L'uomo, già condannato per favoreggiamento dell'immigrazione clandestina e con domanda di protezione respinta, è stato trasferito nel CPR di Palazzo San Gervasio. Intensificati i controlli della Questura contro l'immigrazione irregolare

La Polizia di Stato prosegue l’attività di contrasto all’immigrazione irregolare e di verifica della posizione degli stranieri presenti sul territorio nazionale. Nell’ambito dell’intensificazione dei servizi straordinari di controllo del territorio, predisposti dal Questore della Provincia di Crotone Renato Panvino, e finalizzati al contrasto della criminalità diffusa e dell’immigrazione clandestina, personale dell’Ufficio Immigrazione ha rintracciato, nel comune di Crotone, un cittadino turco di 44 anni, risultato irregolare sul territorio nazionale.

Senza documenti

Dagli accertamenti effettuati, è emerso che l’uomo, già condannato in via definitiva per il reato di favoreggiamento dell’immigrazione clandestina, è stato destinatario di un provvedimento di rigetto della domanda di protezione internazionale da parte della Commissione territoriale di Lecce.

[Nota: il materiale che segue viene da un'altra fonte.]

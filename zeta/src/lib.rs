//! Replays the recorded server traffic of several IRC connections through a single shared
//! channel cache.

pub mod config;
mod error;
pub mod replay;
pub mod tracing;
pub mod translate;

pub use config::Config;
pub use error::Error;
pub use replay::{ReplayStats, replay};
pub use translate::Translator;
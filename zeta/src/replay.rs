//! Replays a recorded connection log into the shared channel cache.

use std::borrow::Cow;

use tokio::fs::File;
use tokio::io::{AsyncBufReadExt, BufReader};
use tracing::{debug, info, instrument, warn};
use zeta_core::{ChannelEvent, ConnectionId, SharedChannelCache};

use crate::Error;
use crate::config::ConnectionConfig;
use crate::translate::Translator;

/// Counters collected while replaying a single connection.
#[derive(Debug, Clone, Copy, Default, PartialEq, Eq)]
pub struct ReplayStats {
    /// The number of lines read from the log.
    pub lines: usize,
    /// The number of lines that could not be parsed as IRC messages.
    pub skipped: usize,
    /// The number of channel events applied to the cache.
    pub events: usize,
    /// The number of events that changed the cache.
    pub changes: usize,
}

impl ReplayStats {
    fn record(&mut self, changed: bool) {
        self.events += 1;

        if changed {
            self.changes += 1;
        }
    }
}

/// Reads the log of `connection` line by line and applies every channel event it implies to
/// `cache`.
///
/// Lines are decoded lossily when they aren't valid UTF-8. Blank lines are ignored and lines
/// that can't be parsed are logged and skipped. If the connection is configured to disconnect
/// at the end of its log, its memberships are released once the log is exhausted.
///
/// # Errors
///
/// Returns [`Error::ReadLog`] if the log can't be opened or read.
#[instrument(skip_all, fields(connection = connection.id, nickname = %connection.nickname))]
pub async fn replay(
    cache: SharedChannelCache,
    connection: ConnectionConfig,
) -> Result<ReplayStats, Error> {
    let read_error = |source: std::io::Error| Error::ReadLog {
        path: connection.log.clone(),
        source,
    };

    let file = File::open(&connection.log).await.map_err(read_error)?;
    let mut lines = BufReader::new(file).split(b'\n');

    let id = ConnectionId::new(connection.id);
    let mut translator = Translator::new(connection.nickname.as_str());
    let mut stats = ReplayStats::default();

    debug!(path = ?connection.log, "replaying log");

    while let Some(bytes) = lines.next_segment().await.map_err(read_error)? {
        stats.lines += 1;

        // IRC lines are bytes, not text
        let line = String::from_utf8_lossy(&bytes);

        if matches!(line, Cow::Owned(_)) {
            debug!(line_no = stats.lines, "line is not valid utf-8, decoding lossily");
        }

        let line = line.trim_end_matches('\r');

        if line.trim().is_empty() {
            continue;
        }

        let message = match line.parse::<irc::proto::Message>() {
            Ok(message) => message,
            Err(err) => {
                warn!(line_no = stats.lines, %err, "skipping unparseable line");
                stats.skipped += 1;

                continue;
            }
        };

        for event in translator.translate(&message) {
            stats.record(cache.apply(id, &event));
        }
    }

    if connection.disconnect_at_end {
        let event = ChannelEvent::Disconnect {
            nick: Some(translator.nickname().to_string()),
        };

        stats.record(cache.apply(id, &event));
    }

    info!(
        lines = stats.lines,
        skipped = stats.skipped,
        events = stats.events,
        changes = stats.changes,
        "replay finished"
    );

    Ok(stats)
}
use std::path::{Path, PathBuf};

use figment::Figment;
use figment::providers::{Env, Format, Toml};
use serde::{Deserialize, Serialize};

use crate::Error;

/// The prefix of environment variables that override values from the config file.
pub const ENV_PREFIX: &str = "ZETA_";

/// The replay harness configuration.
#[derive(Clone, Debug, Deserialize, Serialize)]
pub struct Config {
    /// Tracing configuration
    #[serde(default)]
    pub tracing: TracingConfig,
    /// Replay configuration
    pub replay: ReplayConfig,
}

/// Log output settings.
#[derive(Clone, Debug, PartialEq, Eq, Deserialize, Serialize)]
pub struct TracingConfig {
    /// Emit log lines as JSON
    #[serde(default)]
    pub json: bool,
    /// The filter directive to use when `RUST_LOG` is unset
    #[serde(default = "default_tracing_filter")]
    pub filter: String,
}

impl Default for TracingConfig {
    fn default() -> Self {
        Self {
            json: false,
            filter: default_tracing_filter(),
        }
    }
}

/// The set of recorded connections to replay.
#[derive(Clone, Debug, Default, PartialEq, Eq, Deserialize, Serialize)]
pub struct ReplayConfig {
    /// The connections to replay, all sharing one channel cache.
    pub connections: Vec<ConnectionConfig>,
}

/// A single recorded connection.
#[derive(Clone, Debug, PartialEq, Eq, Deserialize, Serialize)]
pub struct ConnectionConfig {
    /// The connection id.
    pub id: u64,
    /// The nickname the connection registered with.
    pub nickname: String,
    /// Path to the recorded server lines of this connection.
    pub log: PathBuf,
    /// Whether to treat the end of the log as a disconnect.
    #[serde(default = "default_disconnect_at_end")]
    pub disconnect_at_end: bool,
}

impl Config {
    /// Loads the config file at `path`, with `ZETA_` environment variables taking precedence.
    ///
    /// Nested keys are separated by a double underscore, e.g. `ZETA_TRACING__JSON=true`.
    ///
    /// # Errors
    ///
    /// Returns [`Error::Config`] if the file can't be read or doesn't describe a valid config.
    pub fn load(path: impl AsRef<Path>) -> Result<Self, Error> {
        let config = Figment::new()
            .merge(Toml::file(path.as_ref()))
            .merge(Env::prefixed(ENV_PREFIX).split("__"))
            .extract()?;

        Ok(config)
    }
}

/// The tracing filter used when neither `RUST_LOG` nor the config file sets one.
#[must_use]
pub fn default_tracing_filter() -> String {
    "zeta=info,zeta_core=info".to_string()
}

/// Connections are disconnected at the end of their log unless configured otherwise.
#[must_use]
pub const fn default_disconnect_at_end() -> bool {
    true
}
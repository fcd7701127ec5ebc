//! Already-parsed channel events and the order in which they mutate the cache.

use time::OffsetDateTime;
use tracing::trace;

use crate::{Channel, ChannelCache, ConnectionId, ModePrefix};

/// A channel-related event observed by a single connection.
///
/// Events that name a channel the connection is not joined to are ignored; servers routinely
/// deliver messages for channels a client has just left.
#[derive(Debug, Clone, PartialEq, Eq)]
#[cfg_attr(feature = "serde", derive(serde::Serialize, serde::Deserialize))]
#[cfg_attr(feature = "serde", serde(tag = "type", rename_all = "snake_case"))]
pub enum ChannelEvent {
    /// The connection itself joined `channel` as `nick`.
    SelfJoin {
        /// The channel name as sent by the server
        channel: String,
        /// The connection's own nickname
        nick: String,
    },
    /// The connection itself left `channel`, either by parting or by being kicked.
    SelfPart {
        /// The channel name
        channel: String,
        /// The connection's own nickname
        nick: String,
    },
    /// Another user joined `channel`.
    Join {
        /// The channel name
        channel: String,
        /// The user's nickname
        nick: String,
    },
    /// Another user left `channel`, either by parting or by being kicked.
    Part {
        /// The channel name
        channel: String,
        /// The user's nickname
        nick: String,
    },
    /// A user quit the network and left every channel.
    Quit {
        /// The user's nickname
        nick: String,
    },
    /// A user changed nickname.
    NickChange {
        /// The previous nickname
        old: String,
        /// The new nickname
        new: String,
    },
    /// A `NAMES` listing of users and their status prefixes.
    Names {
        /// The channel name
        channel: String,
        /// Every listed nickname and its prefix
        entries: Vec<(String, ModePrefix)>,
    },
    /// A status flag was granted or revoked.
    UserMode {
        /// The channel name
        channel: String,
        /// The affected user's nickname
        nick: String,
        /// The prefix flag, e.g. `@`
        flag: char,
        /// `true` if the flag was granted, `false` if it was revoked
        set: bool,
    },
    /// The topic changed or was reported.
    Topic {
        /// The channel name
        channel: String,
        /// The new topic, `None` if it was cleared
        topic: Option<String>,
    },
    /// The topic setter was reported.
    TopicSetBy {
        /// The channel name
        channel: String,
        /// Who set the topic
        set_by: String,
    },
    /// The channel-wide modes were reported.
    ChannelModes {
        /// The channel name
        channel: String,
        /// The mode string, e.g. `+nt`
        modes: String,
    },
    /// The channel creation time was reported.
    CreatedAt {
        /// The channel name
        channel: String,
        /// When the channel was created
        at: OffsetDateTime,
    },
    /// The connection was closed and implicitly left every channel.
    Disconnect {
        /// The connection's own nickname, if registration completed
        nick: Option<String>,
    },
}

impl ChannelCache {
    /// Applies `event` as seen by `connection`. Returns whether the cache changed.
    pub fn apply(&mut self, connection: ConnectionId, event: &ChannelEvent) -> bool {
        trace!(%connection, ?event, "applying channel event");

        match event {
            ChannelEvent::SelfJoin { channel, nick } => self.join(connection, channel, nick),
            ChannelEvent::SelfPart { channel, nick } => self.part(connection, channel, nick),
            ChannelEvent::Join { channel, nick } => {
                self.with_channel(connection, channel, |c| {
                    if c.user_in_channel(nick) {
                        return false;
                    }

                    c.add_user(nick);

                    true
                })
            }
            ChannelEvent::Part { channel, nick } => {
                self.with_channel(connection, channel, |c| c.remove_user(nick))
            }
            ChannelEvent::Quit { nick } => {
                self.with_each_channel(connection, |c| c.remove_user(nick))
            }
            ChannelEvent::NickChange { old, new } => {
                self.with_each_channel(connection, |c| c.rename_user(old, new))
            }
            ChannelEvent::Names { channel, entries } => {
                self.with_channel(connection, channel, |c| {
                    for (nick, prefix) in entries {
                        c.add_user(nick);
                        c.set_mode_prefix(nick, prefix.clone());
                    }

                    !entries.is_empty()
                })
            }
            ChannelEvent::UserMode {
                channel,
                nick,
                flag,
                set,
            } => self.with_channel(connection, channel, |c| {
                if *set {
                    c.add_mode_flag(nick, *flag)
                } else {
                    c.remove_mode_flag(nick, *flag)
                }
            }),
            ChannelEvent::Topic { channel, topic } => {
                self.with_channel(connection, channel, |c| {
                    c.set_topic(topic.clone());
                    true
                })
            }
            ChannelEvent::TopicSetBy { channel, set_by } => {
                self.with_channel(connection, channel, |c| {
                    c.set_topic_set_by(Some(set_by.clone()));
                    true
                })
            }
            ChannelEvent::ChannelModes { channel, modes } => {
                self.with_channel(connection, channel, |c| {
                    c.set_modes(modes.as_str());
                    true
                })
            }
            ChannelEvent::CreatedAt { channel, at } => {
                self.with_channel(connection, channel, |c| {
                    c.set_created_at(Some(*at));
                    true
                })
            }
            ChannelEvent::Disconnect { nick } => {
                !self.disconnect(connection, nick.as_deref()).is_empty()
            }
        }
    }

    /// Runs `f` on `name` if `connection` is joined to it.
    fn with_channel<F>(&mut self, connection: ConnectionId, name: &str, f: F) -> bool
    where
        F: FnOnce(&mut Channel) -> bool,
    {
        match self.channel_for_client_mut(connection, name) {
            Some(channel) => f(channel),
            None => {
                trace!(%connection, channel = %name, "ignoring event for unjoined channel");
                false
            }
        }
    }

    /// Runs `f` on every channel `connection` is joined to.
    fn with_each_channel<F>(&mut self, connection: ConnectionId, mut f: F) -> bool
    where
        F: FnMut(&mut Channel) -> bool,
    {
        let mut changed = false;

        for key in self.client_channel_names(connection) {
            if let Some(channel) = self.channel_for_client_mut(connection, &key) {
                changed |= f(channel);
            }
        }

        changed
    }
}

#[cfg(test)]
mod tests {
    use super::*;

    const A: ConnectionId = ConnectionId::new(1);
    const B: ConnectionId = ConnectionId::new(2);

    fn self_join(channel: &str, nick: &str) -> ChannelEvent {
        ChannelEvent::SelfJoin {
            channel: channel.to_string(),
            nick: nick.to_string(),
        }
    }

    #[test]
    fn events_for_unjoined_channels_are_ignored() {
        let mut cache = ChannelCache::new();
        cache.apply(A, &self_join("#foo", "alice"));

        let changed = cache.apply(
            B,
            &ChannelEvent::Join {
                channel: "#foo".into(),
                nick: "mallory".into(),
            },
        );

        assert!(!changed);
        assert_eq!(
            cache.channel("#foo").map(|c| c.user_in_channel("mallory")),
            Some(false)
        );
    }

    #[test]
    fn quit_removes_user_from_all_joined_channels() {
        let mut cache = ChannelCache::new();
        cache.apply(A, &self_join("#one", "alice"));
        cache.apply(A, &self_join("#two", "alice"));

        for channel in ["#one", "#two"] {
            cache.apply(
                A,
                &ChannelEvent::Join {
                    channel: channel.into(),
                    nick: "bob".into(),
                },
            );
        }

        assert!(cache.apply(A, &ChannelEvent::Quit { nick: "bob".into() }));
        assert!(!cache.apply(A, &ChannelEvent::Quit { nick: "bob".into() }));

        for channel in cache.client_channels(A) {
            assert!(!channel.user_in_channel("bob"));
            assert!(channel.user_in_channel("alice"));
        }
    }

    #[test]
    fn nick_change_renames_across_channels() {
        let mut cache = ChannelCache::new();
        cache.apply(A, &self_join("#one", "alice"));
        cache.apply(A, &self_join("#two", "alice"));
        cache.apply(
            A,
            &ChannelEvent::UserMode {
                channel: "#one".into(),
                nick: "alice".into(),
                flag: '@',
                set: true,
            },
        );

        assert!(cache.apply(
            A,
            &ChannelEvent::NickChange {
                old: "alice".into(),
                new: "alicia".into(),
            },
        ));

        let one = cache.channel("#one").expect("#one is cached");
        let two = cache.channel("#two").expect("#two is cached");

        assert_eq!(one.mode_prefix("alicia").map(ModePrefix::as_str), Some("@"));
        assert_eq!(two.mode_prefix("alicia").map(ModePrefix::as_str), Some(""));
        assert!(!one.user_in_channel("alice"));
    }

    #[test]
    fn names_populates_roster_with_prefixes() {
        let mut cache = ChannelCache::new();
        cache.apply(A, &self_join("#foo", "alice"));

        cache.apply(
            A,
            &ChannelEvent::Names {
                channel: "#foo".into(),
                entries: vec![
                    ("alice".into(), ModePrefix::from("@")),
                    ("bob".into(), ModePrefix::from("+")),
                    ("carol".into(), ModePrefix::new()),
                ],
            },
        );

        let channel = cache.channel("#foo").expect("#foo is cached");

        assert_eq!(channel.len(), 3);
        assert_eq!(channel.mode_prefix("alice").map(ModePrefix::as_str), Some("@"));
        assert_eq!(channel.mode_prefix("bob").map(ModePrefix::as_str), Some("+"));
    }

    #[test]
    fn metadata_events_update_channel() {
        let mut cache = ChannelCache::new();
        cache.apply(A, &self_join("#foo", "alice"));

        cache.apply(
            A,
            &ChannelEvent::Topic {
                channel: "#FOO".into(),
                topic: Some("welcome".into()),
            },
        );
        cache.apply(
            A,
            &ChannelEvent::TopicSetBy {
                channel: "#foo".into(),
                set_by: "bob".into(),
            },
        );
        cache.apply(
            A,
            &ChannelEvent::ChannelModes {
                channel: "#foo".into(),
                modes: "+nt".into(),
            },
        );
        cache.apply(
            A,
            &ChannelEvent::CreatedAt {
                channel: "#foo".into(),
                at: OffsetDateTime::UNIX_EPOCH,
            },
        );

        let channel = cache.channel_for_client(A, "#foo").expect("joined");

        assert_eq!(channel.topic(), Some("welcome"));
        assert_eq!(channel.topic_set_by(), Some("bob"));
        assert_eq!(channel.modes(), "+nt");
        assert_eq!(channel.created_at(), Some(OffsetDateTime::UNIX_EPOCH));
    }

    #[test]
    fn disconnect_event_parts_everything() {
        let mut cache = ChannelCache::new();
        cache.apply(A, &self_join("#one", "alice"));
        cache.apply(A, &self_join("#two", "alice"));

        assert!(cache.apply(
            A,
            &ChannelEvent::Disconnect {
                nick: Some("alice".into())
            }
        ));
        assert!(!cache.apply(A, &ChannelEvent::Disconnect { nick: None }));
        assert_eq!(cache.channel_count(), 0);
    }

    #[cfg(feature = "serde")]
    #[test]
    fn events_deserialize_from_tagged_json() {
        let event: ChannelEvent = serde_json::from_str(
            r##"{"type":"user_mode","channel":"#foo","nick":"alice","flag":"@","set":true}"##,
        )
        .expect("valid event");

        assert_eq!(
            event,
            ChannelEvent::UserMode {
                channel: "#foo".into(),
                nick: "alice".into(),
                flag: '@',
                set: true,
            }
        );
    }
}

Pertanto, valutata l’elevata pericolosità sociale del soggetto e la sussistenza di un concreto pericolo di fuga, aggravato dall’assenza di documenti di identificazione, il Questore di Crotone ha emesso un provvedimento di trattenimento e il cittadino straniero, conclusi gli adempimenti di competenza, è stato accompagnato presso il Centro di Permanenza per il Rimpatrio (CPR) “Palazzo San Gervasio” di Potenza, dove rimarrà il tempo strettamente necessario al completamento delle procedure finalizzate al rimpatrio nel Paese di origine.